* _Task prompt_
Repeat the listing below exactly.

* _Data records_
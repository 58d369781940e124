//! Read-only memory maps scoped to a pool.

use core::cell::Cell;
use std::{io, rc::Rc};

use super::File;
use crate::{
    pool::{Cleanup, Pool},
    BucketError,
};

/// A read-only memory map of a file region belonging to a [`Pool`].
///
/// Handles are cheap to clone and refer to the same mapping. When the pool is
/// cleared or [`Mmap::delete`] is called, the mapping is invalidated, and all
/// further resolves fail with [`BucketError::Released`]. The region itself
/// is unmapped once no handle refers to it anymore.
#[derive(Clone)]
pub struct Mmap(Rc<Inner>);

struct Inner {
    map: Rc<memmap2::Mmap>,
    live: Cell<bool>,
    pool: Pool,
    cleanup: Cell<Option<Cleanup>>,
}

impl Mmap {
    /// Maps `len` bytes of `file` starting at `offset`. The mapping is
    /// invalidated when `pool` is cleared.
    ///
    /// # Errors
    ///
    /// Returns [`BucketError::Released`] if the file is closed, otherwise
    /// errors of mapping the file as is. Mapping zero bytes is an error.
    pub fn create(file: &File, offset: u64, len: usize, pool: &Pool) -> io::Result<Mmap> {
        let map = file.with_std(|file| {
            // SAFETY: The mapping is read-only. Changes to the file made by
            // other processes while it is mapped are visible in the slices.
            unsafe {
                memmap2::MmapOptions::new()
                    .offset(offset)
                    .len(len)
                    .map(file)
            }
        })?;
        Ok(Mmap::register(Rc::new(map), pool))
    }

    fn register(map: Rc<memmap2::Mmap>, pool: &Pool) -> Mmap {
        let inner = Rc::new(Inner {
            map,
            live: Cell::new(true),
            pool: pool.clone(),
            cleanup: Cell::new(None),
        });
        let weak = Rc::downgrade(&inner);
        let cleanup = pool.register(move || {
            if let Some(inner) = weak.upgrade() {
                inner.cleanup.set(None);
                inner.live.set(false);
            }
        });
        inner.cleanup.set(Some(cleanup));
        Mmap(inner)
    }

    /// Returns a handle to the same region that belongs to `pool` instead.
    ///
    /// # Errors
    ///
    /// Returns [`BucketError::Released`] if the mapping is invalidated.
    pub fn duplicate_into(&self, pool: &Pool) -> io::Result<Mmap> {
        if !self.is_live() {
            return Err(BucketError::Released.into());
        }
        Ok(Mmap::register(Rc::clone(&self.0.map), pool))
    }

    /// Invalidates the mapping now.
    pub fn delete(&self) {
        if let Some(cleanup) = self.0.cleanup.take() {
            self.0.pool.cancel(cleanup);
        }
        self.0.live.set(false);
    }

    /// Returns `len` bytes starting at `offset` of the mapping.
    ///
    /// # Errors
    ///
    /// Returns [`BucketError::Released`] if the mapping is invalidated, and
    /// [`BucketError::OffsetOutOfRange`] if the range is past its end.
    pub fn resolve(&self, offset: usize, len: usize) -> io::Result<&[u8]> {
        if !self.is_live() {
            return Err(BucketError::Released.into());
        }
        match offset.checked_add(len) {
            Some(end) if end <= self.len() => Ok(&self.0.map[offset..end]),
            _ => Err(BucketError::OffsetOutOfRange {
                offset: offset.saturating_add(len),
                length: self.len(),
            }
            .into()),
        }
    }

    /// Returns `true` until the mapping is invalidated.
    #[inline(always)]
    #[must_use]
    pub fn is_live(&self) -> bool {
        self.0.live.get()
    }

    /// Returns the size of the mapping in bytes.
    #[inline(always)]
    #[must_use]
    pub fn len(&self) -> usize {
        self.0.map.len()
    }

    /// Returns `true` if the mapping has no bytes.
    #[inline(always)]
    #[must_use]
    pub fn is_empty(&self) -> bool {
        self.len() == 0
    }

    /// Returns the pool the mapping belongs to.
    #[inline(always)]
    #[must_use]
    pub fn pool(&self) -> &Pool {
        &self.0.pool
    }
}

impl Drop for Inner {
    fn drop(&mut self) {
        if let Some(cleanup) = self.cleanup.take() {
            self.pool.cancel(cleanup);
        }
    }
}

impl core::fmt::Debug for Mmap {
    fn fmt(&self, f: &mut core::fmt::Formatter<'_>) -> core::fmt::Result {
        f.debug_struct("Mmap")
            .field("len", &self.len())
            .field("live", &self.is_live())
            .finish_non_exhaustive()
    }
}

* _Problem solution_
repository 58d369781940e124
//! Read-only memory maps scoped to a pool.

use core::cell::Cell;
use std::{io, rc::Rc};

use super::File;
use crate::{
    pool::{Cleanup, Pool},
    BucketError,
};

/// A read-only memory map of a file region belonging to a [`Pool`].
///
/// Handles are cheap to clone and refer to the same mapping. When the pool is
/// cleared or [`Mmap::delete`] is called, the mapping is invalidated, and all
/// further resolves fail with [`BucketError::Released`]. The region itself
/// is unmapped once no handle refers to it anymore.
#[derive(Clone)]
pub struct Mmap(Rc<Inner>);

struct Inner {
    map: Rc<memmap2::Mmap>,
    live: Cell<bool>,
    pool: Pool,
    cleanup: Cell<Option<Cleanup>>,
}

impl Mmap {
    /// Maps `len` bytes of `file` starting at `offset`. The mapping is
    /// invalidated when `pool` is cleared.
    ///
    /// # Errors
    ///
    /// Returns [`BucketError::Released`] if the file is closed, otherwise
    /// errors of mapping the file as is. Mapping zero bytes is an error.
    pub fn create(file: &File, offset: u64, len: usize, pool: &Pool) -> io::Result<Mmap> {
        let map = file.with_std(|file| {
            // SAFETY: The mapping is read-only. Changes to the file made by
            // other processes while it is mapped are visible in the slices.
            unsafe {
                memmap2::MmapOptions::new()
                    .offset(offset)
                    .len(len)
                    .map(file)
            }
        })?;
        Ok(Mmap::register(Rc::new(map), pool))
    }

    fn register(map: Rc<memmap2::Mmap>, pool: &Pool) -> Mmap {
        let inner = Rc::new(Inner {
            map,
            live: Cell::new(true),
            pool: pool.clone(),
            cleanup: Cell::new(None),
        });
        let weak = Rc::downgrade(&inner);
        let cleanup = pool.register(move || {
            if let Some(inner) = weak.upgrade() {
                inner.cleanup.set(None);
                inner.live.set(false);
            }
        });
        inner.cleanup.set(Some(cleanup));
        Mmap(inner)
    }

    /// Returns a handle to the same region that belongs to `pool` instead.
    ///
    /// # Errors
    ///
    /// Returns [`BucketError::Released`] if the mapping is invalidated.
    pub fn duplicate_into(&self, pool: &Pool) -> io::Result<Mmap> {
        if !self.is_live() {
            return Err(BucketError::Released.into());
        }
        Ok(Mmap::register(Rc::clone(&self.0.map), pool))
    }

    /// Invalidates the mapping now.
    pub fn delete(&self) {
        if let Some(cleanup) = self.0.cleanup.take() {
            self.0.pool.cancel(cleanup);
        }
        self.0.live.set(false);
    }

    /// Returns `len` bytes starting at `offset` of the mapping.
    ///
    /// # Errors
    ///
    /// Returns [`BucketError::Released`] if the mapping is invalidated, and
    /// [`BucketError::OffsetOutOfRange`] if the range is past its end.
    pub fn resolve(&self, offset: usize, len: usize) -> io::Result<&[u8]> {
        if !self.is_live() {
            return Err(BucketError::Released.into());
        }
        match offset.checked_add(len) {
            Some(end) if end <= self.len() => Ok(&self.0.map[offset..end]),
            _ => Err(BucketError::OffsetOutOfRange {
                offset: offset.saturating_add(len),
                length: self.len(),
            }
            .into()),
        }
    }

    /// Returns `true` until the mapping is invalidated.
    #[inline(always)]
    #[must_use]
    pub fn is_live(&self) -> bool {
        self.0.live.get()
    }

    /// Returns the size of the mapping in bytes.
    #[inline(always)]
    #[must_use]
    pub fn len(&self) -> usize {
        self.0.map.len()
    }

    /// Returns `true` if the mapping has no bytes.
    #[inline(always)]
    #[must_use]
    pub fn is_empty(&self) -> bool {
        self.len() == 0
    }

    /// Returns the pool the mapping belongs to.
    #[inline(always)]
    #[must_use]
    pub fn pool(&self) -> &Pool {
        &self.0.pool
    }
}

impl Drop for Inner {
    fn drop(&mut self) {
        if let Some(cleanup) = self.cleanup.take() {
            self.pool.cancel(cleanup);
        }
    }
}

impl core::fmt::Debug for Mmap {
    fn fmt(&self, f: &mut core::fmt::Formatter<'_>) -> core::fmt::Result {
        f.debug_struct("Mmap")
            .field("len", &self.len())
            .field("live", &self.is_live())
            .finish_non_exhaustive()
    }
}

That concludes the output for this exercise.